• Your instructions
Your answer should hold all lines of the entries that include the word "ProviderDescriptor".

• Data for review
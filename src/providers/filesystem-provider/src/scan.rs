use flicker_core::provider::{ProviderError, ProviderResult};
use flicker_core::PlaylistItem;
use path_clean::PathClean;
use std::path::{Path, PathBuf};
use walkdir::WalkDir;

pub const AUDIO_EXTENSIONS: &[&str] = &["mp3", "m4a", "flac", "wav", "ogg", "opus", "aac"];
pub const VIDEO_EXTENSIONS: &[&str] = &["mkv", "mp4", "m4v", "webm", "avi", "mov", "ts"];

#[derive(Debug, Clone, Copy)]
pub struct ScanOptions {
    pub max_depth: usize,
    pub follow_links: bool,
}

impl Default for ScanOptions {
    fn default() -> Self {
        Self {
            max_depth: 8,
            follow_links: false,
        }
    }
}

/// Turns a playlist input into a local path, if it names one that exists.
pub fn local_path(input: &str) -> Option<PathBuf> {
    let raw = input.strip_prefix("file://").unwrap_or(input);
    if raw.is_empty() || raw.contains("://") {
        return None;
    }
    let path = PathBuf::from(raw).clean();
    path.exists().then_some(path)
}

pub fn extension_of(path: &Path) -> Option<String> {
    path.extension()
        .and_then(|s| s.to_str())
        .map(|s| s.to_ascii_lowercase())
}

pub fn is_audio(path: &Path) -> bool {
    extension_of(path).is_some_and(|ext| AUDIO_EXTENSIONS.contains(&ext.as_str()))
}

pub fn is_video(path: &Path) -> bool {
    extension_of(path).is_some_and(|ext| VIDEO_EXTENSIONS.contains(&ext.as_str()))
}

pub fn is_media(path: &Path) -> bool {
    is_audio(path) || is_video(path)
}

fn canonicalize_within_root(path: &Path, root: &Path) -> Option<PathBuf> {
    let Ok(canon) = path.canonicalize() else {
        return None;
    };
    let cleaned = canon.clean();
    if cleaned.starts_with(root) {
        Some(cleaned)
    } else {
        None
    }
}

/// Media files under `input`: the file itself, or a sorted walk of the directory.
pub fn scan_input(input: &Path, options: ScanOptions) -> ProviderResult<Vec<PathBuf>> {
    let root = input
        .canonicalize()
        .map_err(|e| ProviderError::Other {
            message: format!("{}: {e}", input.display()),
        })?
        .clean();

    if root.is_file() {
        return Ok(if is_media(&root) { vec![root] } else { Vec::new() });
    }

    let mut found = Vec::new();
    let walker = WalkDir::new(&root)
        .follow_links(options.follow_links)
        .max_depth(options.max_depth)
        .sort_by_file_name();
    for entry in walker {
        let entry = entry.map_err(|e| ProviderError::Other {
            message: e.to_string(),
        })?;
        if !entry.file_type().is_file() || !is_media(entry.path()) {
            continue;
        }
        if let Some(path) = canonicalize_within_root(entry.path(), &root) {
            found.push(path);
        }
    }
    Ok(found)
}

/// Builds the playlist entry for `path`, inferring artist and album from the
/// directories between `root` and the file.
pub fn item_for(path: &Path, root: &Path) -> PlaylistItem {
    let title = path
        .file_stem()
        .and_then(|s| s.to_str())
        .unwrap_or("Unknown");
    let mut item = PlaylistItem::new(path.to_string_lossy(), title);

    let mut folders: Vec<String> = path
        .strip_prefix(root)
        .ok()
        .and_then(Path::parent)
        .map(|rel| {
            rel.components()
                .filter_map(|c| c.as_os_str().to_str().map(str::to_string))
                .collect()
        })
        .unwrap_or_default();
    if is_audio(path) {
        if folders.len() >= 2 {
            item.album = folders.pop();
            item.artist = folders.pop();
        } else {
            item.artist = folders.pop();
        }
    }

    item.tags.insert("opener".into(), "filesystem".into());
    if let Some(ext) = extension_of(path) {
        item.tags.insert("container".into(), ext);
    }
    item
}
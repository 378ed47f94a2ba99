use crate::paths::AppDirs;
use serde::{Deserialize, Serialize};
use std::collections::BTreeMap;
use std::fs;
use std::path::PathBuf;
use thiserror::Error;

const CURRENT_CONFIG_VERSION: u32 = 1;

#[derive(Debug, Clone, Serialize, Deserialize)]
pub struct Config {
    #[serde(default = "default_config_version")]
    pub config_version: u32,
    #[serde(default)]
    pub logging: LoggingConfig,
    #[serde(default)]
    pub plugins: PluginsConfig,
}

impl Default for Config {
    fn default() -> Self {
        Self {
            config_version: default_config_version(),
            logging: LoggingConfig::default(),
            plugins: PluginsConfig::default(),
        }
    }
}

#[derive(Debug, Clone, Serialize, Deserialize)]
pub struct LoggingConfig {
    #[serde(default = "default_log_level")]
    pub level: LogLevel,
    #[serde(default = "default_max_log_files")]
    pub max_log_files: usize,
    #[serde(default = "default_stdout_enabled")]
    pub stdout: bool,
    #[serde(default)]
    pub file_name: Option<String>,
}

impl Default for LoggingConfig {
    fn default() -> Self {
        Self {
            level: default_log_level(),
            max_log_files: default_max_log_files(),
            stdout: default_stdout_enabled(),
            file_name: None,
        }
    }
}

/// Provider loading knobs.
///
/// ```toml
/// [plugins]
/// disabled = ["sidecar-subtitles"]
///
/// [plugins.options.stream-selector]
/// language = "en"
/// max_height = "1080"
/// ```
#[derive(Debug, Clone, Default, Serialize, Deserialize, PartialEq, Eq)]
pub struct PluginsConfig {
    /// Providers that are never constructed.
    #[serde(default)]
    pub disabled: Vec<String>,
    /// Free-form options handed to a provider's factory, keyed by provider name.
    #[serde(default)]
    pub options: BTreeMap<String, BTreeMap<String, String>>,
}

impl PluginsConfig {
    pub fn is_disabled(&self, name: &str) -> bool {
        self.disabled.iter().any(|d| d == name)
    }

    pub fn options_for(&self, name: &str) -> BTreeMap<String, String> {
        self.options.get(name).cloned().unwrap_or_default()
    }
}

#[derive(Debug, Clone, Copy, Serialize, Deserialize, PartialEq, Eq, Default)]
#[serde(rename_all = "lowercase")]
pub enum LogLevel {
    Trace,
    Debug,
    #[default]
    Info,
    Warn,
    Error,
}

impl LogLevel {
    pub fn as_filter_directive(&self) -> &'static str {
        match self {
            LogLevel::Trace => "trace",
            LogLevel::Debug => "debug",
            LogLevel::Info => "info",
            LogLevel::Warn => "warn",
            LogLevel::Error => "error",
        }
    }
}

#[derive(Debug, Error)]
pub enum ConfigError {
    #[error("failed to read config at {path}: {source}")]
    Io {
        path: PathBuf,
        source: std::io::Error,
    },
    #[error("failed to parse config at {path}: {source}")]
    Parse {
        path: PathBuf,
        source: toml::de::Error,
    },
    #[error("config validation failed: {0}")]
    Validation(ValidationError),
    #[error("failed to prepare configuration directories: {0}")]
    Directories(#[from] crate::paths::DirsError),
}

#[derive(Debug, Error, PartialEq, Eq)]
pub enum ValidationError {
    #[error("unsupported config_version {found}, expected {expected}")]
    UnsupportedVersion { found: u32, expected: u32 },
    #[error("plugins.disabled contains an empty provider name")]
    EmptyDisabledName,
}

impl Config {
    pub fn load_or_default(dirs: &AppDirs) -> Result<Self, ConfigError> {
        dirs.ensure_exists()?;
        let path = Self::config_path(dirs);
        if !path.exists() {
            return Ok(Self::default());
        }

        let contents = fs::read_to_string(&path).map_err(|source| ConfigError::Io {
            path: path.clone(),
            source,
        })?;
        let config: Config = toml::from_str(&contents).map_err(|source| ConfigError::Parse {
            path: path.clone(),
            source,
        })?;
        config.validate().map_err(ConfigError::Validation)?;
        Ok(config)
    }

    pub fn config_path(dirs: &AppDirs) -> PathBuf {
        dirs.config_dir().join("config.toml")
    }

    pub fn validate(&self) -> Result<(), ValidationError> {
        if self.config_version != CURRENT_CONFIG_VERSION {
            return Err(ValidationError::UnsupportedVersion {
                found: self.config_version,
                expected: CURRENT_CONFIG_VERSION,
            });
        }
        if self.plugins.disabled.iter().any(|name| name.trim().is_empty()) {
            return Err(ValidationError::EmptyDisabledName);
        }
        Ok(())
    }
}

fn default_config_version() -> u32 {
    CURRENT_CONFIG_VERSION
}

fn default_log_level() -> LogLevel {
    LogLevel::Info
}

fn default_max_log_files() -> usize {
    7
}

fn default_stdout_enabled() -> bool {
    true
}

#[cfg(test)]
mod tests {
    use super::*;

    #[test]
    fn defaults_are_valid() {
        let config = Config::default();
        assert!(config.validate().is_ok());
        assert_eq!(config.logging.max_log_files, 7);
        assert!(config.logging.stdout);
        assert_eq!(config.logging.level, LogLevel::Info);
        assert!(config.plugins.disabled.is_empty());
    }

    #[test]
    fn invalid_version_rejected() {
        let mut config = Config::default();
        config.config_version = CURRENT_CONFIG_VERSION + 1;
        let result = config.validate();
        assert!(matches!(
            result,
            Err(ValidationError::UnsupportedVersion { .. })
        ));
    }

    #[test]
    fn plugins_section_parses() {
        let config: Config = toml::from_str(
            r#"
            [plugins]
            disabled = ["sidecar-subtitles"]

            [plugins.options.stream-selector]
            language = "en"
            max_height = "1080"
            "#,
        )
        .expect("config should parse");

        assert!(config.plugins.is_disabled("sidecar-subtitles"));
        assert!(!config.plugins.is_disabled("filesystem"));
        let options = config.plugins.options_for("stream-selector");
        assert_eq!(options.get("language").map(String::as_str), Some("en"));
        assert!(config.plugins.options_for("filesystem").is_empty());
    }

    #[test]
    fn empty_disabled_name_rejected() {
        let mut config = Config::default();
        config.plugins.disabled.push("  ".into());
        assert_eq!(config.validate(), Err(ValidationError::EmptyDisabledName));
    }

    #[test]
    fn missing_file_loads_defaults() {
        let root = tempfile::tempdir().unwrap();
        let dirs = AppDirs::rooted_at(root.path());
        let config = Config::load_or_default(&dirs).expect("defaults should load");
        assert_eq!(config.config_version, CURRENT_CONFIG_VERSION);
    }

    #[test]
    fn file_on_disk_is_loaded() {
        let root = tempfile::tempdir().unwrap();
        let dirs = AppDirs::rooted_at(root.path());
        dirs.ensure_exists().unwrap();
        fs::write(
            Config::config_path(&dirs),
            "[logging]\nlevel = \"debug\"\nstdout = false\n",
        )
        .unwrap();

        let config = Config::load_or_default(&dirs).expect("config should load");
        assert_eq!(config.logging.level, LogLevel::Debug);
        assert!(!config.logging.stdout);
    }
}
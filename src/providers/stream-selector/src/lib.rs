//! Picks the playlist item and the embedded streams to play from user
//! preferences.
//!
//! Options: `priority`, `language` (e.g. `en`, matched case-insensitively
//! against the start of the stream language) and `max_height` (video height cap
//! in pixels).

use flicker_core::provider::ProviderResult;
use flicker_core::{
    AudioStream, ConstructProvider, Playlist, Provider, ProviderContext, ProviderDescriptor,
    SuggestAudioStreamCapability, SuggestPlaylistItemCapability, SuggestVideoStreamCapability,
    VideoStream, DEFAULT_PRIORITY,
};
use std::cmp::Ordering;
use std::sync::Arc;

pub const PREFERRED_STREAM_PROVIDER: &str = "preferred-stream";

pub fn descriptor() -> ProviderDescriptor {
    ProviderDescriptor::of::<PreferredStreamProvider>(
        PREFERRED_STREAM_PROVIDER,
        env!("CARGO_PKG_VERSION"),
    )
}

#[derive(Debug, Clone)]
pub struct PreferredStreamProvider {
    priority: i32,
    language: Option<String>,
    max_height: Option<u32>,
}

impl Default for PreferredStreamProvider {
    fn default() -> Self {
        Self {
            priority: DEFAULT_PRIORITY,
            language: None,
            max_height: None,
        }
    }
}

impl PreferredStreamProvider {
    pub fn with_language(mut self, language: impl Into<String>) -> Self {
        self.language = Some(language.into().to_ascii_lowercase());
        self
    }

    pub fn with_max_height(mut self, max_height: u32) -> Self {
        self.max_height = Some(max_height);
        self
    }

    fn speaks(&self, stream: &AudioStream) -> bool {
        match (&self.language, &stream.language) {
            (Some(wanted), Some(language)) => language.to_ascii_lowercase().starts_with(wanted),
            _ => false,
        }
    }

    fn fits(&self, stream: &VideoStream) -> bool {
        self.max_height.map_or(true, |cap| stream.height <= cap)
    }
}

impl ConstructProvider for PreferredStreamProvider {
    fn construct(ctx: &ProviderContext) -> ProviderResult<Self> {
        let mut provider = Self {
            priority: ctx.parse_option("priority")?.unwrap_or(DEFAULT_PRIORITY),
            ..Self::default()
        };
        if let Some(language) = ctx.option("language").map(str::trim).filter(|l| !l.is_empty()) {
            provider = provider.with_language(language);
        }
        if let Some(max_height) = ctx.parse_option("max_height")? {
            provider = provider.with_max_height(max_height);
        }
        Ok(provider)
    }
}

/// First element with the greatest key. `max_by` keeps the last of equal
/// elements, so walk backwards.
fn first_best<T>(items: &[T], cmp: impl Fn(&T, &T) -> Ordering) -> Option<&T> {
    items.iter().rev().max_by(|a, b| cmp(a, b))
}

impl SuggestPlaylistItemCapability for PreferredStreamProvider {
    fn priority(&self) -> i32 {
        self.priority
    }

    /// The item that is the input itself (a file opened from inside its
    /// folder), else the first item.
    fn suggest_item(&self, playlist: &Playlist) -> Option<usize> {
        let input = playlist.input();
        playlist
            .items()
            .iter()
            .position(|item| Some(item.url.as_str()) == input)
            .or_else(|| (!playlist.is_empty()).then_some(0))
    }
}

impl SuggestAudioStreamCapability for PreferredStreamProvider {
    fn priority(&self) -> i32 {
        self.priority
    }

    fn suggest_audio<'a>(&self, streams: &'a [AudioStream]) -> Option<&'a AudioStream> {
        let picked = first_best(streams, |a, b| {
            self.speaks(a)
                .cmp(&self.speaks(b))
                .then(a.bitrate.cmp(&b.bitrate))
                .then(a.channels.cmp(&b.channels))
        })?;
        tracing::trace!(index = picked.index, language = ?picked.language, "audio stream picked");
        Some(picked)
    }
}

impl SuggestVideoStreamCapability for PreferredStreamProvider {
    fn priority(&self) -> i32 {
        self.priority
    }

    /// Highest resolution under the cap, then fps, then bitrate. When nothing
    /// fits the cap, the smallest stream.
    fn suggest_video<'a>(&self, streams: &'a [VideoStream]) -> Option<&'a VideoStream> {
        let fitting = |a: &VideoStream, b: &VideoStream| {
            self.fits(a)
                .cmp(&self.fits(b))
                .then_with(|| match (self.fits(a), self.fits(b)) {
                    (false, false) => b.height.cmp(&a.height),
                    _ => a.height.cmp(&b.height),
                })
                .then(a.width.cmp(&b.width))
                .then(a.fps.total_cmp(&b.fps))
                .then(a.bitrate.cmp(&b.bitrate))
        };
        first_best(streams, fitting)
    }
}

impl Provider for PreferredStreamProvider {
    fn as_suggest_playlist_item(
        self: Arc<Self>,
    ) -> Option<Arc<dyn SuggestPlaylistItemCapability>> {
        Some(self)
    }

    fn as_suggest_audio_stream(self: Arc<Self>) -> Option<Arc<dyn SuggestAudioStreamCapability>> {
        Some(self)
    }

    fn as_suggest_video_stream(self: Arc<Self>) -> Option<Arc<dyn SuggestVideoStreamCapability>> {
        Some(self)
    }
}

• Output
    AudioStream, ConstructProvider, Playlist, Provider, ProviderContext, ProviderDescriptor,
pub fn descriptor() -> ProviderDescriptor {
    ProviderDescriptor::of::<PreferredStreamProvider>(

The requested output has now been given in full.